**Problem requirements**.
State how many lines in the entries below hold the string "lookup", and give nothing besides that number.

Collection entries
● ● ● ● ● ● ●

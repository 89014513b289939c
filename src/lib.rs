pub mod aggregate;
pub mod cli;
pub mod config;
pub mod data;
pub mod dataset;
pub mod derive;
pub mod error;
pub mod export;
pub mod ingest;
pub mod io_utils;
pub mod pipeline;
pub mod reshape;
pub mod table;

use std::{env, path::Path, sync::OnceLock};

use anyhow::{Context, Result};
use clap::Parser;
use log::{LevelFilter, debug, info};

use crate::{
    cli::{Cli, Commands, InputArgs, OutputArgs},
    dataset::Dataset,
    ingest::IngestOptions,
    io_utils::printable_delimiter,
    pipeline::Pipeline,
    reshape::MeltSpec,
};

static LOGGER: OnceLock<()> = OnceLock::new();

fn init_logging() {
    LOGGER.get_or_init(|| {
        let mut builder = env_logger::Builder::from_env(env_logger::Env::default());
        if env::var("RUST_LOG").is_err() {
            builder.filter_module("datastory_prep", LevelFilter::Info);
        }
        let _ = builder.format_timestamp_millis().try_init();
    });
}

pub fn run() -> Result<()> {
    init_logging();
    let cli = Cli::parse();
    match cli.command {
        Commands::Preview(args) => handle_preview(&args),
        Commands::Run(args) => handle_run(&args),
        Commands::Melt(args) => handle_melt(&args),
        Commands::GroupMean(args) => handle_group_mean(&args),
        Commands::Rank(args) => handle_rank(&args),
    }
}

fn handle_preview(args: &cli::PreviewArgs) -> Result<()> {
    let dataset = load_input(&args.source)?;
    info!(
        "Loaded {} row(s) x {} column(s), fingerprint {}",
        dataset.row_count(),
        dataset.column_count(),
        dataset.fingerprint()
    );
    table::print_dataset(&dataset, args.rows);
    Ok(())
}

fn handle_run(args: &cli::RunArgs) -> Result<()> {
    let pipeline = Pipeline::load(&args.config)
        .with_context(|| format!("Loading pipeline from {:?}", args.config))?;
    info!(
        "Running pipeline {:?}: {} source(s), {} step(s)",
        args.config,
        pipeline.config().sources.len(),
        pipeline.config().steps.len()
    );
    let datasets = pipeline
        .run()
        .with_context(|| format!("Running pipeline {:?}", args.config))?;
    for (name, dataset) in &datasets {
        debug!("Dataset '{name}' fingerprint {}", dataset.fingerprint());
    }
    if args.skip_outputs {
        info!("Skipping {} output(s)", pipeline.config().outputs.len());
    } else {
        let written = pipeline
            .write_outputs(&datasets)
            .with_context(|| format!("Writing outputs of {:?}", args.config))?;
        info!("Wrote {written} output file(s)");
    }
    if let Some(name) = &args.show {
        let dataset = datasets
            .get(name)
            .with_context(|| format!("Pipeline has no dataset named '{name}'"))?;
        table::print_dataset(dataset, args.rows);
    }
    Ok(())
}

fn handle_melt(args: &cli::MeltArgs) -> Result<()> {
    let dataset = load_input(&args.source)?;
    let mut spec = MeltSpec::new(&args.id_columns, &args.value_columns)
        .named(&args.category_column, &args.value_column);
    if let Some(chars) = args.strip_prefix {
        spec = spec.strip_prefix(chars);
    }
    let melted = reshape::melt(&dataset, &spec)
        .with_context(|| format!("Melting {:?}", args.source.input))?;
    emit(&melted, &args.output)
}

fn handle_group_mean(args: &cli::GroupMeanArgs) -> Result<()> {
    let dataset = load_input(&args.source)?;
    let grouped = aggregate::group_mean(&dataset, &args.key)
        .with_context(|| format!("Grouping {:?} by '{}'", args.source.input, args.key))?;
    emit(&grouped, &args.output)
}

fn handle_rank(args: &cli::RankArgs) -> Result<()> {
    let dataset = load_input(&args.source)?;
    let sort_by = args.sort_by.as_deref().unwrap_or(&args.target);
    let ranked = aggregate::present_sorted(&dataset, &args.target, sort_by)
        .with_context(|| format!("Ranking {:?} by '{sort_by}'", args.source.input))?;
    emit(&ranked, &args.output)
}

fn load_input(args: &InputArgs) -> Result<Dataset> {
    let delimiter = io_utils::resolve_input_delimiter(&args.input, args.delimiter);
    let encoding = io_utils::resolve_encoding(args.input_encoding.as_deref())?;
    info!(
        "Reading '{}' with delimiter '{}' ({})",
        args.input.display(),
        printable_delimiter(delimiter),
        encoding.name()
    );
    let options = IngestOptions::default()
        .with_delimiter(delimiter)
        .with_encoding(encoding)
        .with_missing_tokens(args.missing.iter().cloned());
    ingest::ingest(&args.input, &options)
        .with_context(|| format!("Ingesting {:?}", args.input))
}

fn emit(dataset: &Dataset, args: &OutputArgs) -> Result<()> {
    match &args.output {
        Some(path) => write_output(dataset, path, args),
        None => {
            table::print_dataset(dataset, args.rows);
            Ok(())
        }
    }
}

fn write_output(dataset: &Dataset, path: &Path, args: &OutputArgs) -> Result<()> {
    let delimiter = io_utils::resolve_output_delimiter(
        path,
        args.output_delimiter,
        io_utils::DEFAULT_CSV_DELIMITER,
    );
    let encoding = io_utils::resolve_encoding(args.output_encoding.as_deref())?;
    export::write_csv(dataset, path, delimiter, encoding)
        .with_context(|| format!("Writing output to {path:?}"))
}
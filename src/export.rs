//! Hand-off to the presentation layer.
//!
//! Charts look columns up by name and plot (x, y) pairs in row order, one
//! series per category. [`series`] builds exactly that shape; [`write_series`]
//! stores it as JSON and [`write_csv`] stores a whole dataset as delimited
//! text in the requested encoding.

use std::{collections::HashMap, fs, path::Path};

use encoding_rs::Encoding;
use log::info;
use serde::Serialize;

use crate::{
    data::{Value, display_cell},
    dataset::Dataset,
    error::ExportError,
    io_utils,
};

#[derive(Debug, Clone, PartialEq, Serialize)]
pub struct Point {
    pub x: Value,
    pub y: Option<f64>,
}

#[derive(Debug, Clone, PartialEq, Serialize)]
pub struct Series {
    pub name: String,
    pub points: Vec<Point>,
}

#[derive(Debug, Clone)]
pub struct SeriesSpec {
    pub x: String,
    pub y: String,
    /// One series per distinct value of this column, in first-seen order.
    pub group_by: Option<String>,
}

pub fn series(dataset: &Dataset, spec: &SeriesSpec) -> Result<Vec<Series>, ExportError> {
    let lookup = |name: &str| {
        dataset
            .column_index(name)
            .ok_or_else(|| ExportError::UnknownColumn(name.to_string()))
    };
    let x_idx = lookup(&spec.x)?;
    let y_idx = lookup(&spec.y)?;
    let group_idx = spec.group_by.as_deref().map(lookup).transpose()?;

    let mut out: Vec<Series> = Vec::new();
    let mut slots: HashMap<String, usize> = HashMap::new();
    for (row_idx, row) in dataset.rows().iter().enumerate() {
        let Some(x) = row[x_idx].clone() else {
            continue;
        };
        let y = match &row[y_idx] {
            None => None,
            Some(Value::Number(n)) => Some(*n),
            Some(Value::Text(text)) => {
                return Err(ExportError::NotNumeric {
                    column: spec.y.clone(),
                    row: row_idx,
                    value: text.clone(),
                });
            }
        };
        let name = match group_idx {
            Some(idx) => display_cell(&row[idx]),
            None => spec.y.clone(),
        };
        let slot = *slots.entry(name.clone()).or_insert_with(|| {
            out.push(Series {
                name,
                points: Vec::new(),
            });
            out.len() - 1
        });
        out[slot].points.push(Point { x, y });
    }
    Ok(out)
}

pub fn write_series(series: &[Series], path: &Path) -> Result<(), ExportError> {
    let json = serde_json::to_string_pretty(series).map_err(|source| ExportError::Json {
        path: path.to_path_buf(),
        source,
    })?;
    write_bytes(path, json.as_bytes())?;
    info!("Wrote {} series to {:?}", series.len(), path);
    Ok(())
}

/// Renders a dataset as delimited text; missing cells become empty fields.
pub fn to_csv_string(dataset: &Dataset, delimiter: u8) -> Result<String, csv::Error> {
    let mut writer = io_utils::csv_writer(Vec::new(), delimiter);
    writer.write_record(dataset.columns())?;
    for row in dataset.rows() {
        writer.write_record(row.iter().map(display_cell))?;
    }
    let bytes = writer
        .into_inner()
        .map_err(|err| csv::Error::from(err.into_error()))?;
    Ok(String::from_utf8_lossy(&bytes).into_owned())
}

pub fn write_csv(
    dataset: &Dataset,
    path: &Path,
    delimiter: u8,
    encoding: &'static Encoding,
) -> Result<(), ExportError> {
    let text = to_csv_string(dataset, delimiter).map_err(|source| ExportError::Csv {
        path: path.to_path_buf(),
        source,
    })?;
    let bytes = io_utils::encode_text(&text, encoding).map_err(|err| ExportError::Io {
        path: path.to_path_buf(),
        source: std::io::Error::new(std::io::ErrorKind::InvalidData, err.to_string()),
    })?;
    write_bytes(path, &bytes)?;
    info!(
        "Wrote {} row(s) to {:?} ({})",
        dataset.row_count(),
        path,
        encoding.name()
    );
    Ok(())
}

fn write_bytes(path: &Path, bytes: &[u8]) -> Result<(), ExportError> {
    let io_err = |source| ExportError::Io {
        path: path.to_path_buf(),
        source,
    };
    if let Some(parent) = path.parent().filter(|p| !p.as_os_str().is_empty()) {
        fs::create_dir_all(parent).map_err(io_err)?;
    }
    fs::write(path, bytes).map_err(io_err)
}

● ● ● ● ● ● ●

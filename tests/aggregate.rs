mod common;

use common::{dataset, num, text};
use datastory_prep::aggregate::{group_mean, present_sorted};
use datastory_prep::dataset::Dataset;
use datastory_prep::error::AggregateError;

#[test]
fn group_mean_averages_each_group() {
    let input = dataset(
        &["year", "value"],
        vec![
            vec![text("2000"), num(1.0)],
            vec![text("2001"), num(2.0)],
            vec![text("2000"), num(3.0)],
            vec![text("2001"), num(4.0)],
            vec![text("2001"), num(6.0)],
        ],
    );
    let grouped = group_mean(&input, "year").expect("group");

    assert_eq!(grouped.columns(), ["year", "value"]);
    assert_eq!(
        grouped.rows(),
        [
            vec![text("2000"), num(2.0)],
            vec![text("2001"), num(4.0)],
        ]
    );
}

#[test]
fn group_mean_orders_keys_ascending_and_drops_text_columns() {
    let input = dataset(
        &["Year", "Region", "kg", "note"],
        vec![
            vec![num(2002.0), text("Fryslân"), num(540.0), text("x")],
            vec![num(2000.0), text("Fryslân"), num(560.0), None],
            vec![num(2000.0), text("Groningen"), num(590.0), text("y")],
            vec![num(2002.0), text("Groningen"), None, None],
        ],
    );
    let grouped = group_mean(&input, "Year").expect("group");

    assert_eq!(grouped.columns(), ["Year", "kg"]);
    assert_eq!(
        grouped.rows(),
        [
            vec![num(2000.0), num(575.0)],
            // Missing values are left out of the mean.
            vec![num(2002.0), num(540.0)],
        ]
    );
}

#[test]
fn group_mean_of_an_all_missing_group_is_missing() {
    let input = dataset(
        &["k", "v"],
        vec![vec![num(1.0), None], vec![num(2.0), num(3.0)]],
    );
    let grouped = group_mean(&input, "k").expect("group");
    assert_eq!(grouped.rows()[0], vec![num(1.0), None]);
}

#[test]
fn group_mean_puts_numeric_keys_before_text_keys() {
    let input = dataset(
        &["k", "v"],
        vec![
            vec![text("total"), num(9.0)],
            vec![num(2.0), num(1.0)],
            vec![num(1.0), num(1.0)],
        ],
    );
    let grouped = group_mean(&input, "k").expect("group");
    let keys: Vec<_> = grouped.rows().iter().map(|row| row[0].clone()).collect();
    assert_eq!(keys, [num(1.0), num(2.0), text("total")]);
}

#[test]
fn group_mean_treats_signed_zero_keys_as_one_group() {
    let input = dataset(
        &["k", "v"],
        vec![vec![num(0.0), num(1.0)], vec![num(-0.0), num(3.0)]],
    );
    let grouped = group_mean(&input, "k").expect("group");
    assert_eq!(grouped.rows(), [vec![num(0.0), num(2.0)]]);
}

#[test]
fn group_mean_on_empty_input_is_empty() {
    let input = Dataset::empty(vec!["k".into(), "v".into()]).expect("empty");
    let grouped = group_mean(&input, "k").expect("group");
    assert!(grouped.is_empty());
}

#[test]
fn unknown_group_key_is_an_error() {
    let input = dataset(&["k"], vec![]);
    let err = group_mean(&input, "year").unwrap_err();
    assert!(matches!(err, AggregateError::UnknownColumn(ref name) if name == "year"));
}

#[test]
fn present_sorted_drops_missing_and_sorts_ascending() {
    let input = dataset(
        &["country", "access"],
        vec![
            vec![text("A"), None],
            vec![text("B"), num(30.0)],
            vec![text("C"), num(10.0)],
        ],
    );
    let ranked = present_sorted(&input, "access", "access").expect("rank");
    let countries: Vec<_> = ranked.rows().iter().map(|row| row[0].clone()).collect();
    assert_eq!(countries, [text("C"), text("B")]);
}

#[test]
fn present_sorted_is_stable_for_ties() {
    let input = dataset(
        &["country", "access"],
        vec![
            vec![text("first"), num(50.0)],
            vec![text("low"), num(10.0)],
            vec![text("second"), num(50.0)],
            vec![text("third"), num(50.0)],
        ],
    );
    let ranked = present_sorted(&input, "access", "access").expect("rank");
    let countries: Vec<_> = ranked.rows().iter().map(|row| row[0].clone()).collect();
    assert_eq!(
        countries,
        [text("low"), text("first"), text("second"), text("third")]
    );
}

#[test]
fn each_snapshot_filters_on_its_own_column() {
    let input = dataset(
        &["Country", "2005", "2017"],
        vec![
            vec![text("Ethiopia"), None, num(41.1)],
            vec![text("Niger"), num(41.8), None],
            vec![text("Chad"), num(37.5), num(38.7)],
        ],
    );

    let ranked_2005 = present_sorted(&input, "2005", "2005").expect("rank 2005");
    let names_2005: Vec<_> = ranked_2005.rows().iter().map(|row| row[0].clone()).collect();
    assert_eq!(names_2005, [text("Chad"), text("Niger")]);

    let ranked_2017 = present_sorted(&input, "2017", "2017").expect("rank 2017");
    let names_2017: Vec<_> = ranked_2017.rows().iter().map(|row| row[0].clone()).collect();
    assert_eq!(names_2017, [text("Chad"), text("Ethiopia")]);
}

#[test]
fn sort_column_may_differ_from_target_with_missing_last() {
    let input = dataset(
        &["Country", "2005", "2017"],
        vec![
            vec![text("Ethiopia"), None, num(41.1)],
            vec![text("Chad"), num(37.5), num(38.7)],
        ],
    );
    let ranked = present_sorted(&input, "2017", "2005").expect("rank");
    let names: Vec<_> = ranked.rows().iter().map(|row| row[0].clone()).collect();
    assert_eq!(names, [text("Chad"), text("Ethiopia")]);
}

● ● ● ● ● ● ●

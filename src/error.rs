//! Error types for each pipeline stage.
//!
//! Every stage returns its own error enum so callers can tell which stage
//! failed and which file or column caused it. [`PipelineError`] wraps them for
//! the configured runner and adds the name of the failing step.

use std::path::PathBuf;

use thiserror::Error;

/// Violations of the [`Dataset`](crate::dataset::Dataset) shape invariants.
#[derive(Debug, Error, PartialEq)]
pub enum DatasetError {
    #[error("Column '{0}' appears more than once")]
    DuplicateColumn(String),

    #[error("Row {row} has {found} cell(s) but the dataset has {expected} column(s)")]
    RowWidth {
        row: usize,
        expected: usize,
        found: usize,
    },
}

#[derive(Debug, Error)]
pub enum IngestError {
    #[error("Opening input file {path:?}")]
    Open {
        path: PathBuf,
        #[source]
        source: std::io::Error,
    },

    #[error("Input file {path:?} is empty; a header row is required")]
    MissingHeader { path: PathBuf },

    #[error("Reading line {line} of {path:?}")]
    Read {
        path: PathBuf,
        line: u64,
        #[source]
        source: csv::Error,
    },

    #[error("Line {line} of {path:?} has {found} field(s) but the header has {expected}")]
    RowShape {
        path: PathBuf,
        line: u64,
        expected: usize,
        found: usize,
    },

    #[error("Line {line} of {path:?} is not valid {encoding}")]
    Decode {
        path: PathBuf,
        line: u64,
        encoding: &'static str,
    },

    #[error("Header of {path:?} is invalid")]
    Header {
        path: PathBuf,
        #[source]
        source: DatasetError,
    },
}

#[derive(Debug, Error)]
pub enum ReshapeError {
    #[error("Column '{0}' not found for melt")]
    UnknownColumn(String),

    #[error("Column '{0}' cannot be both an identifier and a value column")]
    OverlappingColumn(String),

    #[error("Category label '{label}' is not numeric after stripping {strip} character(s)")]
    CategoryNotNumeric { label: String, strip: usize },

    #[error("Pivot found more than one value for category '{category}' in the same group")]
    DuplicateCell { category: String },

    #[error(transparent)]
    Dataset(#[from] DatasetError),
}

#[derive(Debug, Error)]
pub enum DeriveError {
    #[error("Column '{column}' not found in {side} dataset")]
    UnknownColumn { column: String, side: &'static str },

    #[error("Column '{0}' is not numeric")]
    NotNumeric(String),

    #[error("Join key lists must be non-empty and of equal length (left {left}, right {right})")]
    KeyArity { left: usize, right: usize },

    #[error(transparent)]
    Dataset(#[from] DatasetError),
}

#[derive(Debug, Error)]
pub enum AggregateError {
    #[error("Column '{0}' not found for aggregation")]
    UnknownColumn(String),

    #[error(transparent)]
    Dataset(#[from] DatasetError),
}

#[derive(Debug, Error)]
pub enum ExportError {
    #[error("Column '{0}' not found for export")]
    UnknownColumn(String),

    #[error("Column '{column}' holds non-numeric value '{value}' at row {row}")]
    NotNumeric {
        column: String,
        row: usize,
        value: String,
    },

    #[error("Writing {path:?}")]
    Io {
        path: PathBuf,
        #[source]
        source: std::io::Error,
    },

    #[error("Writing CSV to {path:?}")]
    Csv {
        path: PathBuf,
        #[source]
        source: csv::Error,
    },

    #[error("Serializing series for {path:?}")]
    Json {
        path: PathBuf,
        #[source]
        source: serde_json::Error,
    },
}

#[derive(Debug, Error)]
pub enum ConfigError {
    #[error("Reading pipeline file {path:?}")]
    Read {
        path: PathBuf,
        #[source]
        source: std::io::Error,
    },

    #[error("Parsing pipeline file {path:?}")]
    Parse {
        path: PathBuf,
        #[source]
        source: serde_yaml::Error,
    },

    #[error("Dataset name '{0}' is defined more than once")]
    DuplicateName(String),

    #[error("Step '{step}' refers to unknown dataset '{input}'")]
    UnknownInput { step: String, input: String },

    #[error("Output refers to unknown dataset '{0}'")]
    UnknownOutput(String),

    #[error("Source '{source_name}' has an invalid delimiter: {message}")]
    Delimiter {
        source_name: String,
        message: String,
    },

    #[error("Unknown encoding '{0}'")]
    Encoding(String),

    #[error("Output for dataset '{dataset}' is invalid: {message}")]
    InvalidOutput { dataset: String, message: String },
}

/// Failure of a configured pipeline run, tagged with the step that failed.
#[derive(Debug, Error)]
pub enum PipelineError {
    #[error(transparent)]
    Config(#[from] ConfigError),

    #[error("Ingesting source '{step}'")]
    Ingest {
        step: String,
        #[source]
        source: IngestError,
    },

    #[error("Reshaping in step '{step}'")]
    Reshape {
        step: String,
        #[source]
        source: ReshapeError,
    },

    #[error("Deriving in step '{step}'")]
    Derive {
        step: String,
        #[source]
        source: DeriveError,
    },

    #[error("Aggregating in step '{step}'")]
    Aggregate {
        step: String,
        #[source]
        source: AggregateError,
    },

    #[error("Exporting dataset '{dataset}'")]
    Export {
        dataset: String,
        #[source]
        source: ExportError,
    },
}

● ● ● ● ● ● ●

**Answer to the problem**.
4